### INSTRUCTIONS FOR THE TASK:
Determine how many lines in the entries below contain "span", and output that number alone.

### STUDY MATERIAL:
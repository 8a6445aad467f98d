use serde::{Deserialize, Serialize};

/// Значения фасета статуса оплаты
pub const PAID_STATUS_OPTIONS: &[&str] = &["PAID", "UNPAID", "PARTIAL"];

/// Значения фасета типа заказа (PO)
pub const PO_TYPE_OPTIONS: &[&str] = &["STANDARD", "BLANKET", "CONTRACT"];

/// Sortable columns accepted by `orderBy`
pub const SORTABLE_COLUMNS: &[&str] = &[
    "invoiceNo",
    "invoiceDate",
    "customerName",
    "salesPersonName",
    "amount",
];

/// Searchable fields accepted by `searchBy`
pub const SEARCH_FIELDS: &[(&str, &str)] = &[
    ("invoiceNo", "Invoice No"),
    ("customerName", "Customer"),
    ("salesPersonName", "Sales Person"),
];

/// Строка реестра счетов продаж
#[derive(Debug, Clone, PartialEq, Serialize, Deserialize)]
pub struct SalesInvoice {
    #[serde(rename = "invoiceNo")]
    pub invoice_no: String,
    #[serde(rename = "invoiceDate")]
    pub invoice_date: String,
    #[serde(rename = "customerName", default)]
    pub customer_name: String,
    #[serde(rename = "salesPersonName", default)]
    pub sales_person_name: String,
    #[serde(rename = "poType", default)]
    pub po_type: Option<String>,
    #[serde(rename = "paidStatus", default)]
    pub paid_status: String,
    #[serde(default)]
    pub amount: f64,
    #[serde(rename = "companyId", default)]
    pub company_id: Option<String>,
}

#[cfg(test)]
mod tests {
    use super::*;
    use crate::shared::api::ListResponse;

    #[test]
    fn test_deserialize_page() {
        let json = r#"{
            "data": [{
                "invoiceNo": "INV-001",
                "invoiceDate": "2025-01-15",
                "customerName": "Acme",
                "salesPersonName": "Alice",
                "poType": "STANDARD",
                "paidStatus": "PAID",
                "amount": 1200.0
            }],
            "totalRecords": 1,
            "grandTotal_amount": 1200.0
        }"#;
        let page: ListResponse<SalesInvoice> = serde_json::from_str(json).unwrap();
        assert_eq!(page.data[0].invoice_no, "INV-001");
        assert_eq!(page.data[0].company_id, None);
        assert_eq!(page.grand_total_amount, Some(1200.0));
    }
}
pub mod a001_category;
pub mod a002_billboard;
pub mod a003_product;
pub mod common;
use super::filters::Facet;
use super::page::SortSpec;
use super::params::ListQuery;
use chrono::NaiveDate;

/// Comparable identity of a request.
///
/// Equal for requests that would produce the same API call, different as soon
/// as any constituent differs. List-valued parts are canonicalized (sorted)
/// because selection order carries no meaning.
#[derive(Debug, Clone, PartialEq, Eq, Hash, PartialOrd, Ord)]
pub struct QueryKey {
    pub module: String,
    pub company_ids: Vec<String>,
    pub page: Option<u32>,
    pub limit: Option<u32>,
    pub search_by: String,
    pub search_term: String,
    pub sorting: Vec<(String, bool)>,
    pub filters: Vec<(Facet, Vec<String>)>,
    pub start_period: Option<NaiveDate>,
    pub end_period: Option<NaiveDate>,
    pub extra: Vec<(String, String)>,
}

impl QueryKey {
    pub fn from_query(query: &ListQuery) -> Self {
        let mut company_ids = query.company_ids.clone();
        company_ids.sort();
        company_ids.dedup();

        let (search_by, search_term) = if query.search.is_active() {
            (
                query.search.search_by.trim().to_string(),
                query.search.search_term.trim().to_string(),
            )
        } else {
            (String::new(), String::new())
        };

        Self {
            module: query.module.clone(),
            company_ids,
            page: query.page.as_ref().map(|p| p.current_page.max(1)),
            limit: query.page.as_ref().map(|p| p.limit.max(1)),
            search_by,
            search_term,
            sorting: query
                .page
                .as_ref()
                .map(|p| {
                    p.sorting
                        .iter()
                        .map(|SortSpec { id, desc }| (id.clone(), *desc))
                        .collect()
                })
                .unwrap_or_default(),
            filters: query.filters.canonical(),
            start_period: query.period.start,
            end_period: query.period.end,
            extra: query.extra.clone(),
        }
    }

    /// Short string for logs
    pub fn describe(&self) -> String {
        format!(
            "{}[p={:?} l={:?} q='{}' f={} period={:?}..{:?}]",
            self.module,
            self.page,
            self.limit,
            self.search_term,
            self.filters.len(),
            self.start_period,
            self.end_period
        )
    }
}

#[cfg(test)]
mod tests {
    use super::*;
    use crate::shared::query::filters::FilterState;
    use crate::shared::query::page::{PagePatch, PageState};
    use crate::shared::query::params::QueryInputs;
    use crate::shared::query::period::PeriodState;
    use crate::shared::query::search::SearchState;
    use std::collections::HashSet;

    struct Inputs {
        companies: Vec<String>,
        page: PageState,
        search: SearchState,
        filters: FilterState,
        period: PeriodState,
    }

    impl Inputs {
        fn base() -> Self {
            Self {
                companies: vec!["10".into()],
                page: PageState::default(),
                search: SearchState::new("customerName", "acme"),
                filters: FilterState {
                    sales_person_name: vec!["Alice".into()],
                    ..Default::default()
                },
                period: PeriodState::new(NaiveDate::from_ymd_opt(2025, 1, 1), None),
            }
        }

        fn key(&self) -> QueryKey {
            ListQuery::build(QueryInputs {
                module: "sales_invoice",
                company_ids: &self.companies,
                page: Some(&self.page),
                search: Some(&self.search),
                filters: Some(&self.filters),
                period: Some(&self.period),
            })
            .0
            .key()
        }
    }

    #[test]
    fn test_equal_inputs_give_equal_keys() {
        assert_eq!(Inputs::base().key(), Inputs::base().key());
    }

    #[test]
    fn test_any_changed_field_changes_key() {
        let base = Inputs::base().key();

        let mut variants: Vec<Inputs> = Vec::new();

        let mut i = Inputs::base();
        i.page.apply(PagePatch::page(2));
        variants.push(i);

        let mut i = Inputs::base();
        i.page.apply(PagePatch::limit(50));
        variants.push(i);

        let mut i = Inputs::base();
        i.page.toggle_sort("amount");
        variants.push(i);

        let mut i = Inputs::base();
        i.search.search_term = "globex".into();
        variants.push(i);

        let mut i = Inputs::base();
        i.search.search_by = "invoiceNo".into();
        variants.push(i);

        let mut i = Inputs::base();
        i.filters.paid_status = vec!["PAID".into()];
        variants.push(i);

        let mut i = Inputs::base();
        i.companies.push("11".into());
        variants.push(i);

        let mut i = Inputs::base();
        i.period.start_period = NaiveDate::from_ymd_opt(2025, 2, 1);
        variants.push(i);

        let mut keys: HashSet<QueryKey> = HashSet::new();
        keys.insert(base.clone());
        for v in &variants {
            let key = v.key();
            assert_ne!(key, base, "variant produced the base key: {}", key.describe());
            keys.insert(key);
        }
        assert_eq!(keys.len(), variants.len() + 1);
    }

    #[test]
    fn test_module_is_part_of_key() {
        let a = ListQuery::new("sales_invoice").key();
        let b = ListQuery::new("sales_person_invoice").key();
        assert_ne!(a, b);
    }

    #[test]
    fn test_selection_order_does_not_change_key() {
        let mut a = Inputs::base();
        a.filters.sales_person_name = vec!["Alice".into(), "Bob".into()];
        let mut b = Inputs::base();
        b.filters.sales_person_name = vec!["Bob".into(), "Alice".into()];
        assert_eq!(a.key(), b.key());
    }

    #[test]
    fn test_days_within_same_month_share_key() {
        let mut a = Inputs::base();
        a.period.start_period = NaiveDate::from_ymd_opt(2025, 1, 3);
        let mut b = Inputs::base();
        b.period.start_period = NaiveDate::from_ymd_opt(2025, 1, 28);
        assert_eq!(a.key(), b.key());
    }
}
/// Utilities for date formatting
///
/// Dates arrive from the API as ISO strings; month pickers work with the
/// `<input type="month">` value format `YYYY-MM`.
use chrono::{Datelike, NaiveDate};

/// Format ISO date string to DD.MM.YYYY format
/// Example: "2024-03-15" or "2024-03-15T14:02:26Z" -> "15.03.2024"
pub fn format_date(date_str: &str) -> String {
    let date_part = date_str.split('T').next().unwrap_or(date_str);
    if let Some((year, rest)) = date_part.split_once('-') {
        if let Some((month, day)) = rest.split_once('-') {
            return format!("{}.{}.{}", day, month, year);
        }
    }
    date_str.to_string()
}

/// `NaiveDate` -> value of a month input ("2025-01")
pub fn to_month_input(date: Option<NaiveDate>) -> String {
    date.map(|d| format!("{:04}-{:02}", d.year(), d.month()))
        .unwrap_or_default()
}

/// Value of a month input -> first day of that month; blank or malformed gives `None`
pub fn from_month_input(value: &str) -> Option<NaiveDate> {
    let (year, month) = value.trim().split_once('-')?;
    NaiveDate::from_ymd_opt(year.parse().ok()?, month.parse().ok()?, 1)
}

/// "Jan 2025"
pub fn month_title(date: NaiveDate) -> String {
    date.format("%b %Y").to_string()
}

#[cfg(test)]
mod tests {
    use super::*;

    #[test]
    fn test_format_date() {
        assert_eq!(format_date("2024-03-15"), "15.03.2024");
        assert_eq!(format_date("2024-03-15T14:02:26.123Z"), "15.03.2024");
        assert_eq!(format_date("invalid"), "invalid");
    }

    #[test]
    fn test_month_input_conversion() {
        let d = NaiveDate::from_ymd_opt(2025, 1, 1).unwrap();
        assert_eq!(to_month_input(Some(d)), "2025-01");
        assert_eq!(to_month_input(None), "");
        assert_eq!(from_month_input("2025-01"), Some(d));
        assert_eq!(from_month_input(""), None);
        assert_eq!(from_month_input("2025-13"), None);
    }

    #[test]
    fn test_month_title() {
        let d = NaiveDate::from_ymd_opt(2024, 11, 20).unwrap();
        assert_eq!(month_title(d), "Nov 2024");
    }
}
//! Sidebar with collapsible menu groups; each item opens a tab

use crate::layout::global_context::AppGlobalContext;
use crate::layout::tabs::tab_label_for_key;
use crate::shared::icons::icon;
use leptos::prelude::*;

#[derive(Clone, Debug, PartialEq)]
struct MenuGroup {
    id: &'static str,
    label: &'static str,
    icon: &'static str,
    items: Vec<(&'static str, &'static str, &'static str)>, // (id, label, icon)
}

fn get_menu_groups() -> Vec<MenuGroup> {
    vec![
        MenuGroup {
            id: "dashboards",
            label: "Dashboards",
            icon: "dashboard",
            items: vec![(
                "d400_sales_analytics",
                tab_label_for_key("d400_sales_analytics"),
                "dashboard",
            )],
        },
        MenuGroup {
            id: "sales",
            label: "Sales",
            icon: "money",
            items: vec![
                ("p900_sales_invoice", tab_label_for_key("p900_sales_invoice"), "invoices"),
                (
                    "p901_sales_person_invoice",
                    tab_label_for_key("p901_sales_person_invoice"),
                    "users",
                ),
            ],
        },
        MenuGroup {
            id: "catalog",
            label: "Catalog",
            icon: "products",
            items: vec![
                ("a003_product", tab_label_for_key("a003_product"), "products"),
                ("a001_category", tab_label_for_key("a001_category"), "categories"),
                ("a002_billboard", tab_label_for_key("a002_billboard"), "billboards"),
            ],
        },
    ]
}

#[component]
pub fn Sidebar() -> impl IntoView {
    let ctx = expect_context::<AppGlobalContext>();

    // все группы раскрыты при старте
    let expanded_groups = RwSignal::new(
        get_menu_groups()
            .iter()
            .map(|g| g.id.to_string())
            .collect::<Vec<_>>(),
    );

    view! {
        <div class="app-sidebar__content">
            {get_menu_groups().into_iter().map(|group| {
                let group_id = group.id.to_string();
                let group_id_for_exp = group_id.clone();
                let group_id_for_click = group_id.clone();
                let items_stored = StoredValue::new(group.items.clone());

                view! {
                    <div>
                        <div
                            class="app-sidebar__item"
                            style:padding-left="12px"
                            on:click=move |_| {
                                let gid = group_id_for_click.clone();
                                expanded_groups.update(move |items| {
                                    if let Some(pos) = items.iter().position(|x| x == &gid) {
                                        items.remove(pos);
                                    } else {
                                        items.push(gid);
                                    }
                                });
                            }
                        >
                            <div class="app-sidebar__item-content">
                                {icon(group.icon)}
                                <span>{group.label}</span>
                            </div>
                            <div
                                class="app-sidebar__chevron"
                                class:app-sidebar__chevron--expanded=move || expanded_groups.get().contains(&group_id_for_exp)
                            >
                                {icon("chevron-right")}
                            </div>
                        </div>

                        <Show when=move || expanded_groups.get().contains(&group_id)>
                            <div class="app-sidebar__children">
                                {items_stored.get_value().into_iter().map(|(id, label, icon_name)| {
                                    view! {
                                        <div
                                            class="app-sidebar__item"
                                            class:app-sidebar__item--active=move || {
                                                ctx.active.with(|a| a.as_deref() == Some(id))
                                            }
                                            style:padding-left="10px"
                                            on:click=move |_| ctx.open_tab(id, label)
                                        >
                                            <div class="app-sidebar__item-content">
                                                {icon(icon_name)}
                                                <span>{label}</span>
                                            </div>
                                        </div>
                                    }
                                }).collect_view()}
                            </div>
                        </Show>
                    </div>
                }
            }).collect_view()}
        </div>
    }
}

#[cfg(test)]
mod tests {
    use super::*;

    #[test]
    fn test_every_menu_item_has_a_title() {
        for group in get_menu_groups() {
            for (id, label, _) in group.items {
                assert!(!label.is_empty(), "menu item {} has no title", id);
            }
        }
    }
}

...

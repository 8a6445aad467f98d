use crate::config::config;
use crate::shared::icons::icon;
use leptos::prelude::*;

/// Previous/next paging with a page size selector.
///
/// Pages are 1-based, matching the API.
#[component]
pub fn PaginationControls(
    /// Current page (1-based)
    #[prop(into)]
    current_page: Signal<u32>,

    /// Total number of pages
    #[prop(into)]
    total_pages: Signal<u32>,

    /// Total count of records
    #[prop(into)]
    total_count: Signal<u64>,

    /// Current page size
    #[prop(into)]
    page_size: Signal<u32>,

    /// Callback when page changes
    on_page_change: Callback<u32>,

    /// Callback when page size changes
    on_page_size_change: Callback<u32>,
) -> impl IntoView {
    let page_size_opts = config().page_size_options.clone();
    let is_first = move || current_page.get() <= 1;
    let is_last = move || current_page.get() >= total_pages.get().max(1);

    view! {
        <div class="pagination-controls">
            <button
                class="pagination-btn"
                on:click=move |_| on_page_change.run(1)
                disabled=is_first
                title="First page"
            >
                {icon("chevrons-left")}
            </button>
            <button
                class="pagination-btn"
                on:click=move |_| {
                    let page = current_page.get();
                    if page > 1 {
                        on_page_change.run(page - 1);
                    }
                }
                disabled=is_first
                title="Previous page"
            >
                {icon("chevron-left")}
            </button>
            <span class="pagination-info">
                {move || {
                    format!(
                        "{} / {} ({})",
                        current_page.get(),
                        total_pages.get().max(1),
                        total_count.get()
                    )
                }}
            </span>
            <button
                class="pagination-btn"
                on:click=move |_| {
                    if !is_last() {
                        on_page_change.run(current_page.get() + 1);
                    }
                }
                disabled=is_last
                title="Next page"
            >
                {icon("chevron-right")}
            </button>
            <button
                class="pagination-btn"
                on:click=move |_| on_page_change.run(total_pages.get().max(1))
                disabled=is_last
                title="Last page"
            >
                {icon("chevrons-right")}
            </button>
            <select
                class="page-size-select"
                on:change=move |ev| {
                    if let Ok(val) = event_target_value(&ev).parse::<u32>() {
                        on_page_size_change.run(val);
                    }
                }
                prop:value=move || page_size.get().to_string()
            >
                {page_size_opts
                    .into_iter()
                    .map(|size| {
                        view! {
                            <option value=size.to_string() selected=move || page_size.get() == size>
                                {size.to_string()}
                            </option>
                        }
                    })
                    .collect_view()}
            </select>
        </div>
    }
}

==

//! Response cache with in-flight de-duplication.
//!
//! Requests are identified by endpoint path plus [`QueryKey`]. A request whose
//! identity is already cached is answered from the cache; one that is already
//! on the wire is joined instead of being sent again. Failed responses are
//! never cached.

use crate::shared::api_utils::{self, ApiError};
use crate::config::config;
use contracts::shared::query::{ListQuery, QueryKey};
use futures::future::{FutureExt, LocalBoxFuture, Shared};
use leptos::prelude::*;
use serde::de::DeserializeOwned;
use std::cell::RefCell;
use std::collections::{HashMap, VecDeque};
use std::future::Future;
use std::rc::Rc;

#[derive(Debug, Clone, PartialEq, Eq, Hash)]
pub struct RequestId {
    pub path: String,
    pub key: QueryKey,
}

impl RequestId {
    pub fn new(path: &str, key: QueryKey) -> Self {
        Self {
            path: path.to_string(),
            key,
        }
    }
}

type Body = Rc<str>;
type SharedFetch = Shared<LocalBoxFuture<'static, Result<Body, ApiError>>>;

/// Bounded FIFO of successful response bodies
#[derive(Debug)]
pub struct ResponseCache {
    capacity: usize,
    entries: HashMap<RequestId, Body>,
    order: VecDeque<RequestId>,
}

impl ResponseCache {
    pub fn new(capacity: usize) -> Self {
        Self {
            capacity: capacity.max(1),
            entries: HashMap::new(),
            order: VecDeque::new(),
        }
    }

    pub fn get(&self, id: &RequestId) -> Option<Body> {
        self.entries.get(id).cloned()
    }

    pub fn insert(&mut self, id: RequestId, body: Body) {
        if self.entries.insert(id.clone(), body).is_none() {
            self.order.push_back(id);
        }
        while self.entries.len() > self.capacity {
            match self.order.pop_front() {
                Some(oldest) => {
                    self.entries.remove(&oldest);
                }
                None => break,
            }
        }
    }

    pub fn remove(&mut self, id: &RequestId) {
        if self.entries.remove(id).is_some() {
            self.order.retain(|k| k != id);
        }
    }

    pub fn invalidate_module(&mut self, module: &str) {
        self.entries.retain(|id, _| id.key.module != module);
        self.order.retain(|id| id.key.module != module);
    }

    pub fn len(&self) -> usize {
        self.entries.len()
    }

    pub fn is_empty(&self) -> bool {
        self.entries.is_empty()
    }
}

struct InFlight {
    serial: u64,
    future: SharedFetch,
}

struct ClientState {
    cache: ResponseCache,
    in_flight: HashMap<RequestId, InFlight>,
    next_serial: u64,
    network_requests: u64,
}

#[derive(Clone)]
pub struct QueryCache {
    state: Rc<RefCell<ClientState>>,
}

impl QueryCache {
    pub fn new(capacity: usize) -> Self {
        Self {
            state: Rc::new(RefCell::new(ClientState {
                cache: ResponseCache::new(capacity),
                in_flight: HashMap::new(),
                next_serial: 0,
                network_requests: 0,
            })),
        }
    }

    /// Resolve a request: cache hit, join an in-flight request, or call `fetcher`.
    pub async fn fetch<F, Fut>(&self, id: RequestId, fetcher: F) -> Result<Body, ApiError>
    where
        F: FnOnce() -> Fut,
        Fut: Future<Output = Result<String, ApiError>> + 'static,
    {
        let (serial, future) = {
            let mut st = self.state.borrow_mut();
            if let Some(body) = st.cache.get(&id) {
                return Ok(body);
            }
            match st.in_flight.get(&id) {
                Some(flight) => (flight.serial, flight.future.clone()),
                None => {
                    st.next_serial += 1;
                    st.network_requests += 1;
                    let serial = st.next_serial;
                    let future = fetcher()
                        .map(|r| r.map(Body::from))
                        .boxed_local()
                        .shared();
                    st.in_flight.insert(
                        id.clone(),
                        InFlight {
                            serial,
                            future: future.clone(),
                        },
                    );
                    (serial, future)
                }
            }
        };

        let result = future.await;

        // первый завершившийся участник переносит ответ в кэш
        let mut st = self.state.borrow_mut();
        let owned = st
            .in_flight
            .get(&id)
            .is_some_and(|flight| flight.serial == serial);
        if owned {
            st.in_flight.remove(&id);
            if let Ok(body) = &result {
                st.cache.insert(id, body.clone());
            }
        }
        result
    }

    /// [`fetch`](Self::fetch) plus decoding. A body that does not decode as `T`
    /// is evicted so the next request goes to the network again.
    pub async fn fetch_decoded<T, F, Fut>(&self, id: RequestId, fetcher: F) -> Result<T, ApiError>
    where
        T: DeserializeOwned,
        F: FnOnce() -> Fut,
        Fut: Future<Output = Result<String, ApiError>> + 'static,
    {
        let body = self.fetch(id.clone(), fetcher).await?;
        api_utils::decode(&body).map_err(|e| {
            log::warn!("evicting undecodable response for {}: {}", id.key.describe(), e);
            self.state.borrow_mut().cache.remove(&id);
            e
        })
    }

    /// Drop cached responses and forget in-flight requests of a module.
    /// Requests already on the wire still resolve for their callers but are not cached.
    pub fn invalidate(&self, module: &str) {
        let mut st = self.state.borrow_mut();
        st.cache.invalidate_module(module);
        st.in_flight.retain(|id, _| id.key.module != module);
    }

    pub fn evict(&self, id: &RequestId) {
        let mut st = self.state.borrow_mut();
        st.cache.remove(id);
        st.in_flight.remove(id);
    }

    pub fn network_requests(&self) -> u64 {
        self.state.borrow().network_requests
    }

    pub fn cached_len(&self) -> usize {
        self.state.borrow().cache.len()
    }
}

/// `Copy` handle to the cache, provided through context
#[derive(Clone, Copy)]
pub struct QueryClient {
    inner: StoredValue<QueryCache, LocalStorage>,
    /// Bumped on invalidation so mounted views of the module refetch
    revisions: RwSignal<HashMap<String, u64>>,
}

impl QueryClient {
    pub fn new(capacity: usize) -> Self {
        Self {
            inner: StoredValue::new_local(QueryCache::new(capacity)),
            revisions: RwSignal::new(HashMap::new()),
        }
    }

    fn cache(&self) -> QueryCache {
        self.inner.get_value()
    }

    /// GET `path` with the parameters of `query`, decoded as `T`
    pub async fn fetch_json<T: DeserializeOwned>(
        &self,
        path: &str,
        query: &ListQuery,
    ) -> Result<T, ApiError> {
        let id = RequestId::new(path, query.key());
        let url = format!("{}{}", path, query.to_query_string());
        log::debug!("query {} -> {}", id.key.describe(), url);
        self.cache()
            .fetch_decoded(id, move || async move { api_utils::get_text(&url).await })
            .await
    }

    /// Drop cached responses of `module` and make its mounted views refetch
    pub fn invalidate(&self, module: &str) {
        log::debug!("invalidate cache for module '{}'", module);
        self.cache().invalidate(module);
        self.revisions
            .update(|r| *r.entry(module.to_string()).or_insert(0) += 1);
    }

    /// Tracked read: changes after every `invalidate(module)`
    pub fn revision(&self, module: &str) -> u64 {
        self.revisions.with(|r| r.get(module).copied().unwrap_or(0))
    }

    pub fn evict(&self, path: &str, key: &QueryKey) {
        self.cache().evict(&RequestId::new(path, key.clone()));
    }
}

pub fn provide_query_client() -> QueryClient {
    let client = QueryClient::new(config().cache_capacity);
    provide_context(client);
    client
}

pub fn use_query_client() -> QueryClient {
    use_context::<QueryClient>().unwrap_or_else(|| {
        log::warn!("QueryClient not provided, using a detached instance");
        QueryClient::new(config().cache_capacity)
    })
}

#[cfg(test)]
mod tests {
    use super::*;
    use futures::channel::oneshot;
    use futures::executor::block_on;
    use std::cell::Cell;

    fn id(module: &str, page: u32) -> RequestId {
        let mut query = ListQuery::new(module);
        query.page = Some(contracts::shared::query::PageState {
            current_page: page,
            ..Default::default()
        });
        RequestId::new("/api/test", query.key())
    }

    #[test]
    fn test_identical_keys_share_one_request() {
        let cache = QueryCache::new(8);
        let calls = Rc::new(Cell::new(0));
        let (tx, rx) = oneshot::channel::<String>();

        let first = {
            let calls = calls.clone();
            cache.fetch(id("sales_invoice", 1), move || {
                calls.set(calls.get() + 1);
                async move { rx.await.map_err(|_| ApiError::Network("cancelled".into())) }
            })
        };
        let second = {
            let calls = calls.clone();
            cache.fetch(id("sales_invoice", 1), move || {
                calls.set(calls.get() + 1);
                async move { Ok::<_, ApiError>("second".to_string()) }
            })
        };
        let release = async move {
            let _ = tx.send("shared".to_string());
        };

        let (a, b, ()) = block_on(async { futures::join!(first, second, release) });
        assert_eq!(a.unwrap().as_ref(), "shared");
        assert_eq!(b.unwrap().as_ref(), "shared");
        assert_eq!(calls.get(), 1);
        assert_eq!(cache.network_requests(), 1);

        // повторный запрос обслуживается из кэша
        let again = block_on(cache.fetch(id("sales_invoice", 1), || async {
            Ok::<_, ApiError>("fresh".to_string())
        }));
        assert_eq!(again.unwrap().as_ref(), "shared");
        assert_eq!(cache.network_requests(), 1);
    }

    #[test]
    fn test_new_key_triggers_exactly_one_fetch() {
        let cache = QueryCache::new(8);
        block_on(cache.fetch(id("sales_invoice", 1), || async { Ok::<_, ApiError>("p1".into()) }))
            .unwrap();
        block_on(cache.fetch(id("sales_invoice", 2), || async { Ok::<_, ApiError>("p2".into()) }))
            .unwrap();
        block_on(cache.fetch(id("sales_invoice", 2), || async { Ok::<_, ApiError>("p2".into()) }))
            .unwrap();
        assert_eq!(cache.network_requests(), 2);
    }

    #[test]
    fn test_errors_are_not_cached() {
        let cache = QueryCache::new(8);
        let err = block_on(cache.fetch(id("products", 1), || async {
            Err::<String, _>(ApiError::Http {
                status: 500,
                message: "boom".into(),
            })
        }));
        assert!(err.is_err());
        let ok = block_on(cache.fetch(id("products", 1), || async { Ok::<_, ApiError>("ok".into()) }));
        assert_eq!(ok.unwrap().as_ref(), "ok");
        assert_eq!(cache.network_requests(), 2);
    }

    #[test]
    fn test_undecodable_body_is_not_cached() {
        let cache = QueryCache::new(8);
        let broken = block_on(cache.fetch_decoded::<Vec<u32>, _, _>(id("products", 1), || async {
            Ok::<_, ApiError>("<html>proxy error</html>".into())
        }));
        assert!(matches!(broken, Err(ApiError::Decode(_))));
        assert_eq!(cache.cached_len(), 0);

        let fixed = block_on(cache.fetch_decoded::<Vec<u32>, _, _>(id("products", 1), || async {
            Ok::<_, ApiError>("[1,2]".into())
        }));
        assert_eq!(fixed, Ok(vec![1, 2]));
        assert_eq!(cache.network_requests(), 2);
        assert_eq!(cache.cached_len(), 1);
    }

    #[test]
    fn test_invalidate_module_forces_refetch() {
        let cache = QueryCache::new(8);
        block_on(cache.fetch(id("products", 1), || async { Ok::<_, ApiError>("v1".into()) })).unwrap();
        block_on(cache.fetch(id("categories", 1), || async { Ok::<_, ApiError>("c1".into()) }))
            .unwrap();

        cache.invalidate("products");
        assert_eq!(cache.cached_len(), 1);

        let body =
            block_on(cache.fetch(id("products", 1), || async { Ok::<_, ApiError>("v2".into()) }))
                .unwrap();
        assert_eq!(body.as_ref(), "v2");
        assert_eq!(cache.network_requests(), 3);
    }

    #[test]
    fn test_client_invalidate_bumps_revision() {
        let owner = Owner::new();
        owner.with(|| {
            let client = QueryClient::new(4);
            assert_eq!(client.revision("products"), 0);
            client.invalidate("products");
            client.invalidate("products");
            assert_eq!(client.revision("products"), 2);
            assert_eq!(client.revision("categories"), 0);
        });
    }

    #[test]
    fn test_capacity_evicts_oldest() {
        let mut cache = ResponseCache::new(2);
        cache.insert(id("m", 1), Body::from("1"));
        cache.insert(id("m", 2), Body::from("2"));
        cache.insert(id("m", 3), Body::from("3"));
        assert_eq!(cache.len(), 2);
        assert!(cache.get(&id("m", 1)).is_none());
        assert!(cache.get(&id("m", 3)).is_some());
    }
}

### SOLUTION TO THE PROBLEM:
4